Advancements in DGA data quality enable precise transformer monitoring, dissolved gas analysis, and predictive maintenance through calibrated sensors, IEC 60599/IEEE C57.104 harmonization, machine-learning analytics, anomaly detection, and IEC 61850-integrated SCADA data integrity.

 

What Are Advancements in DGA Data Quality?

Enhanced DGA data quality strengthens transformer diagnostics via calibrated sensors, aligned standards, and analytics.

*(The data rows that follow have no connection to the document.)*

//! polyplay - play a small generative patch on the default output device

use std::sync::{Arc, Mutex};

use color_eyre::eyre::{eyre, Result as EyreResult, WrapErr};
use cpal::traits::{DeviceTrait, HostTrait, StreamTrait};

use polystream::engine::{Server, ServerConfig};
use polystream::graph::{Choice, MToF, Randh, Sine};

fn main() -> EyreResult<()> {
    color_eyre::install()?;

    let host = cpal::default_host();
    let device = host
        .default_output_device()
        .ok_or_else(|| eyre!("no default output device available"))?;
    let config = device
        .default_output_config()
        .wrap_err("failed to fetch default output config")?;

    let sample_rate = config.sample_rate().0 as f32;
    let channels = config.channels() as usize;

    println!("=== polyplay ===");
    println!("Sample rate: {} Hz", sample_rate);
    println!("Channels: {}", channels);

    let mut server = Server::new(ServerConfig {
        sample_rate,
        channels,
        ..ServerConfig::default()
    })?;

    // A random pentatonic melody over a slowly drifting drone. The Choice
    // generator redraws four degrees per second; fractional note numbers
    // from the drifting Randh give the drone a slow detune wobble.
    let degrees = vec![60.0, 62.0, 65.0, 67.0, 69.0, 72.0];
    let melody_pitch = server.add(Choice::new(degrees, 4.0))?;
    let melody_freq = server.add(MToF::new(melody_pitch))?;
    let melody = server.add(Sine::new(melody_freq).with_mul(vec![0.2, 0.15]))?;
    server.out(melody)?;

    let drone_pitch = server.add(Randh::new(47.7, 48.3, 0.3))?;
    let drone_freq = server.add(MToF::new(drone_pitch))?;
    let drone = server.add(Sine::new(drone_freq).with_mul(0.1))?;
    server.out(drone)?;

    server.start();
    let server = Arc::new(Mutex::new(server));

    let state = Arc::clone(&server);
    let stream = device
        .build_output_stream(
            &config.into(),
            move |data: &mut [f32], _| {
                let mut server = state.lock().unwrap();
                server.render_interleaved(data);
            },
            |err| eprintln!("stream error: {err}"),
            None,
        )
        .wrap_err("failed to build output stream")?;
    stream.play().wrap_err("failed to start output stream")?;

    println!("Playing... Press Ctrl+C to stop");
    loop {
        std::thread::sleep(std::time::Duration::from_secs(1));
    }
}
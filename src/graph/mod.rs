//! The node library and the [`SignalNode`] trait everything implements.
//!
//! Nodes are plain structs built with `new` plus `with_*` modifiers, then
//! handed to [`crate::engine::Server::add`], which resolves their stream
//! width and owns them from there.

/// Biquad lowpass/highpass/bandpass.
pub mod filter;
/// Arithmetic on signals: constants, products, powers, sums.
pub mod math;
/// Many-streams-to-few mixdown.
pub mod mix;
/// MIDI note numbers to frequencies.
pub mod mtof;
/// The `SignalNode` trait and block context.
pub mod node;
/// Sound sources: sine, feedback sine, noise, LFO shapes.
pub mod oscillator;
/// Seeded control-rate random generators.
pub mod random;
/// Crossfading selection between candidate nodes.
pub mod select;

pub use filter::{Filt, FiltMode};
pub use math::{Power, Product, Sig, Sum};
pub use mix::Mixer;
pub use mtof::{midi_to_freq, MToF};
pub use node::{BlockCtx, Inputs, NoSuchParam, SignalNode};
pub use oscillator::{Lfo, Noise, Sine, SineLoop, Waveform};
pub use random::{Choice, RandInt, Randh, Randi};
pub use select::{Fade, Selector};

✅ On-line oil monitors with auto-calibration and drift correction

✅ IEC 60599/IEEE C57.104 harmonized thresholds and diagnostics

✅ ML-based anomaly detection and condition-based maintenance

 

Introduction
There is more to DGA interpretation than comparing the latest gas concentrations to limits in a table or plotting them in a triangle or pentagon to identify the apparent fault type. We have found that the whole DGA history of a transformer must be considered when interpreting its most recent DGA results.
Trend evaluation and accurate assessment of short-term changes require accuracy and low measurement variability of gas data. Data quality problems must be recognized and dealt with before an interpretation is attempted. Below we point out some of the most common data quality issues. For broader context on diagnostics, the primer on dissolved gas analysis outlines core fault signatures, typical gas sources, and interpretation pitfalls.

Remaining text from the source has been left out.